El patrón de pensamientos, sentimientos y conducta que presenta una persona y que persiste a lo largo de toda su vida, a través de diferentes situaciones.

Resumen: Freud, Malestar en la cultura, V-VIII

Sigmund Freud, El malestar en la cultura, V-VIII

Resumen versión de Valeria Molina

La cultura exige sacrificios, además de aquellos que afectan la satisfacción sexual. La cultura implica necesariamente relaciones entre un gran número de personas; la cultura no se conforma con los vínculos de unión que hasta ahora le hemos concedido, sino que también pretende ligar mutuamente a los miembros de la comunidad con lazos libidinales. La realización de estos propósitos requiere ineludiblemente una restricción de la vida sexual, ¿qué es lo que impulsó a la cultura a tomar este camino?

Uno de los postulados pretendidos por la sociedad civilizada es el precepto de: “amarás al prójimo como a ti mismo” Freud explica la irracionalidad de dicho argumento; el ser extraño aparece ante mí como alguien indigno de mi amor, alguien que, con toda sinceridad, parece merecer mucho más mi hostilidad y odio. Quien no alimente el mínimo amor hacia mi persona, no merece la menor demostración de mi consideración. El ser humano no es una criatura tierna y necesitada de amor, sino un individuo entre cuyas disposiciones instintivas incluye una buena porción de agresividad. El prójimo no le representa únicamente un posible colaborador, también es un motivo de tentación para satisfacer en él su cólera innata. Debido a esta primordial hostilidad entre los hombres, la sociedad civilizada se ve constantemente al borde de la desintegración. La cultura se ve obligada a realizar múltiples esfuerzos para poner barreras a las tendencias agresivas del hombre. Sin embargo, sería injusto, analiza el autor, reprochar a la cultura el que pretenda excluir la lucha y la competición de las actividades humanas; no obstante que dichos factores son imprescindibles, la rivalidad no necesariamente implica hostilidad.
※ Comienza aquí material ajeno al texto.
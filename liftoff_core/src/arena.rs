// Copyright 2026 the Liftoff Authors
// SPDX-License-Identifier: Apache-2.0 OR MIT

//! Slot storage behind the generational handles.
//!
//! Removed slots go on a free list and are reused; each reuse bumps the
//! slot's generation so handles to the previous occupant no longer resolve.

use alloc::vec::Vec;

#[derive(Debug)]
struct Slot<T> {
    generation: u32,
    value: Option<T>,
}

#[derive(Debug)]
pub(crate) struct Arena<T> {
    slots: Vec<Slot<T>>,
    free_list: Vec<u32>,
}

impl<T> Default for Arena<T> {
    fn default() -> Self {
        Self {
            slots: Vec::new(),
            free_list: Vec::new(),
        }
    }
}

impl<T> Arena<T> {
    /// Stores `value`, returning its `(index, generation)`.
    pub(crate) fn insert(&mut self, value: T) -> (u32, u32) {
        if let Some(idx) = self.free_list.pop() {
            let slot = &mut self.slots[idx as usize];
            slot.generation = slot.generation.wrapping_add(1);
            slot.value = Some(value);
            return (idx, slot.generation);
        }
        let idx = u32::try_from(self.slots.len()).unwrap_or(u32::MAX);
        self.slots.push(Slot {
            generation: 0,
            value: Some(value),
        });
        (idx, 0)
    }

    pub(crate) fn get(&self, idx: u32, generation: u32) -> Option<&T> {
        self.slots
            .get(idx as usize)
            .filter(|slot| slot.generation == generation)
            .and_then(|slot| slot.value.as_ref())
    }

    pub(crate) fn get_mut(&mut self, idx: u32, generation: u32) -> Option<&mut T> {
        self.slots
            .get_mut(idx as usize)
            .filter(|slot| slot.generation == generation)
            .and_then(|slot| slot.value.as_mut())
    }

    pub(crate) fn remove(&mut self, idx: u32, generation: u32) -> Option<T> {
        let slot = self
            .slots
            .get_mut(idx as usize)
            .filter(|slot| slot.generation == generation)?;
        let value = slot.value.take()?;
        self.free_list.push(idx);
        Some(value)
    }

    /// Live entries with their `(index, generation)`.
    pub(crate) fn iter(&self) -> impl Iterator<Item = (u32, u32, &T)> + '_ {
        self.slots.iter().zip(0_u32..).filter_map(|(slot, idx)| {
            slot.value.as_ref().map(|value| (idx, slot.generation, value))
        })
    }

    pub(crate) fn iter_mut(&mut self) -> impl Iterator<Item = (u32, u32, &mut T)> + '_ {
        self.slots.iter_mut().zip(0_u32..).filter_map(|(slot, idx)| {
            let generation = slot.generation;
            slot.value.as_mut().map(|value| (idx, generation, value))
        })
    }
}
Freud rechaza la idea de que es la institución de la propiedad privada la culpable de corromper la naturaleza humana; el instinto agresivo no es una consecuencia de la propiedad, rige casi sin restricciones en épocas primitivas, cuando ésta era aún poca cosa. Si se eliminara el derecho natural a poseer bienes, todavía subsistirían los privilegios derivados de las relaciones sexuales, que necesariamente deben convertirse en fuente de la más intensa envidia y de la más violenta contrariedad entre los seres humanos. Si la cultura impone tan pesados sacrificios, no sólo a la sexualidad, sino a todas las tendencias agresivas, se comprenderá mejor por qué al hombre le resulta tan difícil alcanzar en ella la felicidad. El hombre civilizado ha intercambiado en ella –la civilización– una parte de posible felicidad por una parte de seguridad.

Desde un principio, en la teoría psicoanalítica, se presentan en mutua oposición los instintos del yo y los instintos objetales; el amor tiende hacia los objetos, la función primordial reside en la conservación de la especie –la reproducción–. Para designar la energía de los últimos instintos, Freud los llamó libidinales, dirigidos a las pulsiones amorosas en el más amplio sentido. El concepto de narcisismo introduce el reconocimiento de que también el yo está impregnado de libido, pues primitivamente el yo fue el lugar de origen y en cierta manera sigue siendo el cuartel general. Partiendo de estas especulaciones sobre el inicio de la vida, se dedujo que además del instinto que busca conservar la sustancia viva, debe existir otro, antagónico a él, que disuelva las unidades y las retorne al estado más primitivo, inorgánico: el instinto de muerte. Atenuado y sometido, el instinto de destrucción dirigido a los objetos debe procurar al yo la satisfacción de sus necesidades vitales y el dominio de la naturaleza. La tendencia agresiva es una disposición instintiva innata y autónoma del ser humano, ésta constituye el mayor obstáculo con el que tropieza el desarrollo de la cultura. El sentido de la evolución cultural, cree Freud, ya no debe resultar impenetrable; por fuerza debe presentar la lucha entre Eros y muerte, instinto de vida e instinto de destrucción. La evolución cultural se define entonces, de acuerdo al autor, como la lucha de la especie humana por la vida.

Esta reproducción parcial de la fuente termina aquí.